Os Springboks da África do Sul demonstraram uma resiliência notável ao derrotar a Itália por 32-14 em Turim, apesar de jogarem grande parte do jogo com apenas 13 jogadores após um cartão vermelho controverso. A vitória destacou seus ajustes táticos e força mental sob pressão. Ensaios decisivos de Marco van Staden, Morné van den Berg, Grant Williams e Ethan Hooker garantiram o triunfo.
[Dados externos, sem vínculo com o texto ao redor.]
impl fmt::Debug for QueueSet {
    fn fmt(&self, f: &mut fmt::Formatter<'_>) -> fmt::Result {
        f.debug_struct("QueueSet")
            .field("name", &self.shared.config.name)
            .field("stats", &self.stats())
            .finish()
    }
}

#[cfg(test)]
mod tests {
    use std::time::Duration;

    use tokio_util::sync::CancellationToken;

    use super::*;
    use crate::config::QueueWaitConfig;
    use crate::events::NoEvents;
    use crate::finisher::FinishOutcome;
    use crate::request::{CostEstimate, RequestContext};
    use crate::selector::RoundRobinSelector;
    use crate::types::FlowId;

    fn queue_set(config: QueueSetConfig) -> QueueSet {
        QueueSet::new(config, Box::new(RoundRobinSelector::new()), Arc::new(NoEvents)).unwrap()
    }

    fn request(label: &str, seats: u32) -> Arc<Request> {
        Arc::new(Request::new(
            label,
            FlowId::new(1),
            CostEstimate::new(seats, Duration::from_secs(1)),
            RequestContext::new(),
            Instant::now(),
        ))
    }

    #[tokio::test(start_paused = true)]
    async fn test_enqueue_then_dispatch_executes() {
        let qs = queue_set(QueueSetConfig::for_testing());
        let mut finisher = qs.enqueue(request("/first", 1)).unwrap();
        assert_eq!(qs.stats().requests.waiting, 1);

        assert!(qs.dispatch().unwrap());
        assert_eq!(qs.stats().seats.in_use, 1);

        let outcome = finisher.finish(|| async { "ok" }).await;
        assert_eq!(outcome, FinishOutcome::Executed("ok"));

        let stats = qs.stats();
        assert_eq!(stats.seats, SeatCount::default());
        assert_eq!(stats.requests, RequestCount::default());
        assert!(finisher.request().virtual_times().done_r.is_some());
    }

    #[tokio::test(start_paused = true)]
    async fn test_dispatch_idle_is_noop() {
        let qs = queue_set(QueueSetConfig::for_testing());
        assert!(!qs.dispatch().unwrap());
        assert_eq!(qs.stats().virtual_time, SeatSeconds::MIN);
    }

    #[tokio::test(start_paused = true)]
    async fn test_admission_needs_both_limits_exhausted() {
        let qs = queue_set(QueueSetConfig::for_testing().with_queue_max_length(1));

        let _running = qs.enqueue(request("a", 1)).unwrap();
        assert!(qs.dispatch().unwrap());

        // Seats exhausted, queue has room.
        let _waiting = qs.enqueue(request("b", 1)).unwrap();

        // Seats exhausted and queue full.
        let err = qs.enqueue(request("c", 1)).unwrap_err();
        assert_eq!(
            err,
            FairQueueError::Accommodation {
                seats_requested: 1,
                seats_in_use: 1,
                total_seats: 1,
            }
        );
    }

    #[tokio::test(start_paused = true)]
    async fn test_queue_full_but_seats_free_still_admits() {
        let qs = queue_set(
            QueueSetConfig::for_testing()
                .with_total_seats(2)
                .with_queue_max_length(0),
        );
        let _a = qs.enqueue(request("a", 1)).unwrap();
        let _b = qs.enqueue(request("b", 1)).unwrap();
        assert_eq!(qs.stats().requests.waiting, 2);
    }

    #[tokio::test(start_paused = true)]
    async fn test_dispatch_refuses_when_head_does_not_fit() {
        let qs = queue_set(QueueSetConfig::for_testing().with_total_seats(2));
        let _a = qs.enqueue(request("a", 1)).unwrap();
        assert!(qs.dispatch().unwrap());

        let _b = qs.enqueue(request("b", 2)).unwrap();
        let before = qs.stats();
        let err = qs.dispatch().unwrap_err();
        assert!(err.is_accommodation());
        assert_eq!(qs.stats(), before);
    }

    #[tokio::test(start_paused = true)]
    async fn test_oversized_request_is_capped() {
        let qs = queue_set(QueueSetConfig::for_testing().with_total_seats(4));
        let _big = qs.enqueue(request("big", 100)).unwrap();
        assert_eq!(qs.stats().seats.waiting, 4);
        assert!(qs.dispatch().unwrap());
        assert_eq!(qs.stats().seats.in_use, 4);
    }

    #[tokio::test(start_paused = true)]
    async fn test_dispatch_picks_smallest_finish_r() {
        let qs = queue_set(
            QueueSetConfig::for_testing()
                .with_total_seats(1)
                .with_queue_count(2),
        );
        // Round-robin puts the first request on queue 1, the second on 0.
        let long = Arc::new(Request::new(
            "long",
            FlowId::new(1),
            CostEstimate::new(1, Duration::from_secs(10)),
            RequestContext::new(),
            Instant::now(),
        ));
        let _long = qs.enqueue(Arc::clone(&long)).unwrap();
        let short = request("short", 1);
        let _short = qs.enqueue(Arc::clone(&short)).unwrap();

        assert!(qs.dispatch().unwrap());
        assert_eq!(short.decision().decision(), Decision::Execute);
        assert_eq!(long.decision().decision(), Decision::None);
    }

    #[tokio::test(start_paused = true)]
    async fn test_equal_finish_r_alternates_between_queues() {
        let qs = queue_set(
            QueueSetConfig::for_testing()
                .with_total_seats(10)
                .with_queue_count(2)
                .with_dispatch_on_completion(false),
        );
        let mut order = Vec::new();
        let mut finishers = Vec::new();
        for label in ["q1-a", "q0-a", "q1-b", "q0-b"] {
            let r = request(label, 1);
            finishers.push(qs.enqueue(Arc::clone(&r)).unwrap());
            order.push(r);
        }

        let mut dispatched = Vec::new();
        while qs.dispatch().unwrap() {
            for r in &order {
                if r.decision().decision() == Decision::Execute
                    && !dispatched.contains(&r.label().to_string())
                {
                    dispatched.push(r.label().to_string());
                }
            }
        }

        // Heads tie on finish_r; the scan starts after the last winner.
        assert_eq!(dispatched, vec!["q1-a", "q0-a", "q1-b", "q0-b"]);
    }

    #[tokio::test(start_paused = true)]
    async fn test_lost_race_is_not_double_counted() {
        let qs = queue_set(QueueSetConfig::for_testing().with_dispatch_on_completion(false));
        let running = qs.enqueue(request("running", 1)).unwrap();
        assert!(qs.dispatch().unwrap());

        let stale = request("stale", 1);
        let stale_finisher = qs.enqueue(Arc::clone(&stale)).unwrap();
        let fresh = request("fresh", 1);
        let _fresh = qs.enqueue(Arc::clone(&fresh)).unwrap();

        // The stale request's deadline fires but its cleanup has not run yet.
        assert!(stale.decision().set_decision(Decision::Timeout));

        // Free the seat without auto-dispatch, then dispatch by hand.
        drop(running);
        assert!(qs.dispatch().unwrap());
        assert_eq!(fresh.decision().decision(), Decision::Execute);

        // The stale waiter's cleanup now finds nothing to undo.
        drop(stale_finisher);
        let stats = qs.stats();
        assert_eq!(stats.requests, RequestCount { waiting: 0, executing: 1 });
        assert_eq!(stats.seats, SeatCount { waiting: 0, in_use: 1 });
    }

    #[tokio::test(start_paused = true)]
    async fn test_timeout_then_completion_dispatches_next() {
        let qs = queue_set(QueueSetConfig::for_testing());
        let mut first = qs.enqueue(request("/first", 1)).unwrap();
        assert!(qs.dispatch().unwrap());

        let mut second = qs.enqueue(request("/second", 1)).unwrap();
        let third = request("/third", 1);
        let mut third_finisher = qs.enqueue(Arc::clone(&third)).unwrap();

        // /second times out while /first holds the only seat.
        let outcome = second.finish(|| async {}).await;
        assert_eq!(outcome, FinishOutcome::TimedOut);
        assert_eq!(qs.stats().requests.waiting, 1);

        // /first completes; its release dispatches /third.
        assert!(first.finish(|| async {}).await.is_executed());
        assert_eq!(third.decision().decision(), Decision::Execute);
        assert!(third_finisher.finish(|| async {}).await.is_executed());
        assert_eq!(qs.stats().seats, SeatCount::default());
    }

    #[tokio::test(start_paused = true)]
    async fn test_cancelled_waiter_is_removed() {
        let qs = queue_set(QueueSetConfig::for_testing());
        let _running = qs.enqueue(request("running", 1)).unwrap();
        assert!(qs.dispatch().unwrap());

        let cancel = CancellationToken::new();
        let waiting = Arc::new(Request::new(
            "waiting",
            FlowId::new(2),
            CostEstimate::new(1, Duration::from_secs(1)),
            RequestContext::new().with_cancellation(cancel.clone()),
            Instant::now(),
        ));
        let mut finisher = qs.enqueue(waiting).unwrap();
        cancel.cancel();

        assert_eq!(finisher.finish(|| async {}).await, FinishOutcome::TimedOut);
        assert_eq!(qs.stats().requests.waiting, 0);
    }

    #[tokio::test(start_paused = true)]
    async fn test_virtual_time_advances_with_demand() {
        let qs = queue_set(QueueSetConfig::for_testing());
        let _running = qs.enqueue(request("running", 1)).unwrap();
        assert!(qs.dispatch().unwrap());

        tokio::time::advance(Duration::from_secs(2)).await;
        // Any locked operation ticks the clock.
        let _next = qs.enqueue(request("next", 1)).unwrap();

        assert_eq!(
            qs.stats().virtual_time.units(),
            2 * SeatSeconds::UNITS_PER_SEAT_SECOND
        );
    }

    #[tokio::test(start_paused = true)]
    async fn test_unbounded_queue_wait_enqueues() {
        let qs = queue_set(QueueSetConfig::for_testing().with_queue_wait(QueueWaitConfig {
            fallback: Duration::MAX,
            deadline_divisor: 4,
        }));
        let _running = qs.enqueue(request("running", 1)).unwrap();
        assert!(qs.dispatch().unwrap());

        let waiting = qs.enqueue(request("waiting", 1)).unwrap();
        assert!(waiting.wait_deadline() > Instant::now() + Duration::from_secs(86_400));
        assert_eq!(qs.stats().requests.waiting, 1);
    }

    #[test]
    fn test_invalid_config_rejected() {
        let result = QueueSet::new(
            QueueSetConfig::for_testing().with_total_seats(0),
            Box::new(RoundRobinSelector::new()),
            Arc::new(NoEvents),
        );
        assert!(matches!(result, Err(FairQueueError::InvalidConfig { .. })));
    }
}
Os Springboks enfrentaram uma adversidade inicial em Turim quando o lock Franco Mostert recebeu um cartão vermelho no décimo primeiro minuto por um tackle no fly-half italiano Paolo Garbisi. O árbitro neozelandês James Doleman considerou um contato claro com a cabeça, embora o contato parecesse ombro a ombro, com Mostert curvado na cintura e Garbisi mergulhando tarde. Isso deixou a equipe com 14 jogadores, e mais tarde 13 quando Marco van Staden foi enviado ao sin-bin por matar a bola perto de sua linha na segunda metade.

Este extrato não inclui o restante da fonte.